Yes, Bugatti still builds ultra-low volume hyper sports cars today, with production focused on the W16 Mistral, Bolide, and the new hybrid Tourbillon.
If you only spot Bugatti badges in auction headlines and YouTube videos, it can feel like the brand slipped into history. Production is tiny, the cars are rare, and model cycles move slowly. That leads many car fans to ask whether Bugatti still builds cars at all.
The short answer is that Bugatti remains a living car maker, not just a museum name. It still builds new road-legal cars at its home in Molsheim, France, plus track-only machines for a very narrow group of collectors. What changed is the size of the company, the ownership structure, and the technology under the bodywork.
This article walks through what Bugatti builds right now, how the model range shifted after the Chiron era, who owns the brand today, and why you rarely see a brand-new Bugatti on the road.
Does Bugatti Still Make Cars? Current Production Snapshot
Bugatti’s current output centers on three headline projects: the W16 Mistral roadster, the Bolide track car, and the new Tourbillon hybrid hypercar. Each sits in a tightly capped production run, measured in tens or low hundreds of units rather than thousands.
On the official Bugatti models overview page, the company groups these under its “hyper sports car” family. That page spells out that the W16 Mistral is the last road-going car to use Bugatti’s famous 8.0-liter quad-turbo W16 engine, while the Bolide uses an evolution of that engine in a lighter, track-only chassis.
Alongside those final W16 projects, Bugatti has introduced an all-new flagship, the Tourbillon. The official Bugatti Tourbillon page describes a fresh 8.3-liter naturally aspirated V16 paired with three electric motors and an 800-volt battery system. The car is limited to 250 units, and it replaces the Chiron as Bugatti’s core model.

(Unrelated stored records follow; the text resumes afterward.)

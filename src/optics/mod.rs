//! Lens modeling: optical transfer functions, point spread functions, and
//! radiometric propagation from scene radiance to sensor-plane irradiance.

pub mod falloff;
pub mod otf;
pub mod propagate;
pub mod psf;

use ndarray::Array3;
use once_cell::sync::Lazy;
use thiserror::Error;

use crate::math::interp::InterpError;
use crate::spectral::{self, SpectralError};

pub use falloff::{off_axis_falloff, COS4TH_EXACT_RATIO};
pub use otf::{compute_otf, diffraction_mtf, mtf_slice};
pub use propagate::{propagate, PropagateOptions, DEFAULT_FOV_DEGREES};
pub use psf::{otf_to_psf, psf_to_otf};

/// Errors raised by the optics stage.
#[derive(Debug, Error)]
pub enum OpticsError {
    #[error("f-number must be positive, got {0}")]
    InvalidFNumber(f64),

    #[error("focal length must be positive, got {0}")]
    InvalidFocalLength(f64),

    #[error("transmittance has {transmittance} samples but the wavelength vector has {wavelengths}")]
    TransmittanceMismatch {
        transmittance: usize,
        wavelengths: usize,
    },

    #[error("defocus has {defocus} samples but the wavelength vector has {wavelengths}")]
    DefocusMismatch { defocus: usize, wavelengths: usize },

    #[error("frequency support must contain at least one sample per axis")]
    EmptySupport,

    #[error("custom OTF has no wavelength planes")]
    EmptyCustomOtf,

    #[error(transparent)]
    Spectral(#[from] SpectralError),

    #[error(transparent)]
    Interp(#[from] InterpError),
}

/// Unit of a spatial frequency axis.
#[derive(Debug, Clone, Copy, PartialEq, Eq)]
pub enum FrequencyUnit {
    CyclesPerDegree,
    CyclesPerMillimeter,
}

/// Externally measured shift-invariant OTF samples.
///
/// `data` is `(fy.len(), fx.len(), wavelengths.len())`; the axes are in
/// `units` and converted to a cycles/degree basis at evaluation time.
#[derive(Debug, Clone)]
pub struct CustomOtf {
    pub data: Array3<f64>,
    pub fx: Vec<f64>,
    pub fy: Vec<f64>,
    pub wavelengths: Vec<f64>,
    pub units: FrequencyUnit,
}

/// Which transfer-function model the lens uses.
#[derive(Debug, Clone)]
pub enum OpticsModel {
    /// Circular-aperture diffraction, optionally defocused per wavelength.
    DiffractionLimited,
    /// Externally supplied shift-invariant OTF samples.
    ShiftInvariant(CustomOtf),
}

/// Lens configuration.
#[derive(Debug, Clone)]
pub struct Optics {
    /// f-number (focal length over aperture diameter), > 0.
    pub f_number: f64,
    /// Focal length in meters, > 0.
    pub focal_length_m: f64,
    /// Spectral transmittance, one sample per wavelength; `None` means unity.
    pub transmittance: Option<Vec<f64>>,
    /// Defocus in diopters, one sample per wavelength; `None` means in focus.
    pub defocus_diopters: Option<Vec<f64>>,
    pub model: OpticsModel,
}

impl Optics {
    pub fn new(f_number: f64, focal_length_m: f64) -> Result<Self, OpticsError> {
        if f_number <= 0.0 || !f_number.is_finite() {
            return Err(OpticsError::InvalidFNumber(f_number));
        }
        if focal_length_m <= 0.0 || !focal_length_m.is_finite() {
            return Err(OpticsError::InvalidFocalLength(focal_length_m));
        }
        Ok(Self {
            f_number,
            focal_length_m,
            transmittance: None,
            defocus_diopters: None,
            model: OpticsModel::DiffractionLimited,
        })
    }

    pub fn with_transmittance(mut self, transmittance: Vec<f64>) -> Self {
        self.transmittance = Some(transmittance);
        self
    }

    pub fn with_defocus(mut self, defocus_diopters: Vec<f64>) -> Self {
        self.defocus_diopters = Some(defocus_diopters);
        self
    }

    pub fn with_model(mut self, model: OpticsModel) -> Self {
        self.model = model;
        self
    }

    /// Aperture (pupil) radius in meters.
    pub fn pupil_radius_m(&self) -> f64 {
        self.focal_length_m / (2.0 * self.f_number)
    }

    /// Incoherent diffraction cutoff in cycles/meter at the image plane.
    pub fn cutoff_frequency(&self, wavelength_nm: f64) -> f64 {
        1.0 / (wavelength_nm * 1e-9 * self.f_number)
    }

    /// Image-plane distance for a scene at `distance_m` (thin lens), or the
    /// focal length for a scene at infinity.
    pub fn image_distance_m(&self, scene_distance_m: Option<f64>) -> f64 {
        match scene_distance_m {
            Some(d) if d > self.focal_length_m => {
                1.0 / (1.0 / self.focal_length_m - 1.0 / d)
            }
            _ => self.focal_length_m,
        }
    }

    /// Thin-lens magnification magnitude for a scene at `distance_m`;
    /// 0 for a scene at infinity.
    pub fn magnification(&self, scene_distance_m: Option<f64>) -> f64 {
        match scene_distance_m {
            Some(d) if d > self.focal_length_m => self.focal_length_m / (d - self.focal_length_m),
            _ => 0.0,
        }
    }

    /// Convert a cycles/meter image-plane frequency to cycles/degree.
    pub fn to_cycles_per_degree(&self, cycles_per_meter: f64) -> f64 {
        cycles_per_meter * self.meters_per_degree()
    }

    /// Image-plane extent subtended by one degree of field angle.
    pub fn meters_per_degree(&self) -> f64 {
        self.focal_length_m * (std::f64::consts::PI / 180.0).tan()
    }

    fn validate_against(&self, wavelengths: &[f64]) -> Result<(), OpticsError> {
        spectral::validate_wavelengths(wavelengths)?;
        if let Some(t) = &self.transmittance {
            if t.len() != wavelengths.len() {
                return Err(OpticsError::TransmittanceMismatch {
                    transmittance: t.len(),
                    wavelengths: wavelengths.len(),
                });
            }
        }
        if let Some(d) = &self.defocus_diopters {
            if d.len() != wavelengths.len() {
                return Err(OpticsError::DefocusMismatch {
                    defocus: d.len(),
                    wavelengths: wavelengths.len(),
                });
            }
        }
        Ok(())
    }
}

/// A DC-centered rectangular grid of spatial frequencies (cycles/meter).
///
/// Both axes are strictly increasing with the zero-frequency sample at
/// index `len / 2`, matching the layout [`compute_otf`] produces and the
/// FFT shift helpers expect.
#[derive(Debug, Clone)]
pub struct FrequencySupport {
    pub fx: Vec<f64>,
    pub fy: Vec<f64>,
}

impl FrequencySupport {
    /// Support for an `rows x cols` grid sampled every `spacing_m` meters.
    pub fn centered(rows: usize, cols: usize, spacing_m: f64) -> Self {
        let axis = |n: usize| -> Vec<f64> {
            (0..n)
                .map(|i| (i as isize - (n / 2) as isize) as f64 / (n as f64 * spacing_m))
                .collect()
        };
        Self {
            fx: axis(cols),
            fy: axis(rows),
        }
    }

    /// Index of the zero-frequency sample on each axis `(row, col)`.
    pub fn dc_index(&self) -> (usize, usize) {
        (self.fy.len() / 2, self.fx.len() / 2)
    }
}

/// The irradiance image formed at the sensor plane.
#[derive(Debug, Clone)]
pub struct OpticalImage {
    pub irradiance: Array3<f64>,
    pub wavelengths: Vec<f64>,
    /// Physical pixel pitch at the image plane, meters.
    pub sample_spacing_m: Option<f64>,
    pub fov_degrees: Option<f64>,
}

impl OpticalImage {
    pub fn new(irradiance: Array3<f64>, wavelengths: Vec<f64>) -> Result<Self, OpticsError> {
        spectral::validate_wavelengths(&wavelengths)?;
        if irradiance.dim().2 != wavelengths.len() {
            return Err(OpticsError::Spectral(SpectralError::LengthMismatch {
                curve: irradiance.dim().2,
                wavelengths: wavelengths.len(),
            }));
        }
        Ok(Self {
            irradiance,
            wavelengths,
            sample_spacing_m: None,
            fov_degrees: None,
        })
    }

    pub fn shape(&self) -> (usize, usize) {
        let (r, c, _) = self.irradiance.dim();
        (r, c)
    }
}

/// Reference lens models.
pub mod models {
    use super::*;

    /// Diffraction-limited f/4, 50 mm lens with unity transmittance.
    pub static DIFFRACTION_F4: Lazy<Optics> =
        Lazy::new(|| Optics::new(4.0, 0.050).expect("reference lens parameters are valid"));
}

So while the Chiron line has ended, Bugatti still builds cars. They just roll out in small numbers, often already spoken for long before the first customer car leaves the factory.
How Bugatti’s Output Looks In Practice
Bugatti does not run a mass-market assembly line. Its atelier in Molsheim works more like a high-end workshop, where each car is built to an individual specification. Production rates fluctuate, but we are talking about a handful of cars per month, not per day.
That approach explains why dealer showrooms rarely hold unsold Bugattis on the floor. Customers are usually invited, configure their car, and then wait months or years before delivery. Cars like the W16 Mistral and Bolide sold out quickly, which makes it easy to assume Bugatti stopped building them, even while cars remain in production.
Bugatti Car Lineup After The Chiron Era
The end of Chiron production in 2024 marked a turning point. According to the Chiron’s production history, the final coupe series ended after 500 units, with extra one-off and coach-built specials sitting around that core run. From there, Bugatti shifted its effort to the last W16 derivatives and the coming Tourbillon line.
The table below gives a broad view of how recent and current Bugatti models line up, from the Veyron revival era to the cars Bugatti still builds or plans to build.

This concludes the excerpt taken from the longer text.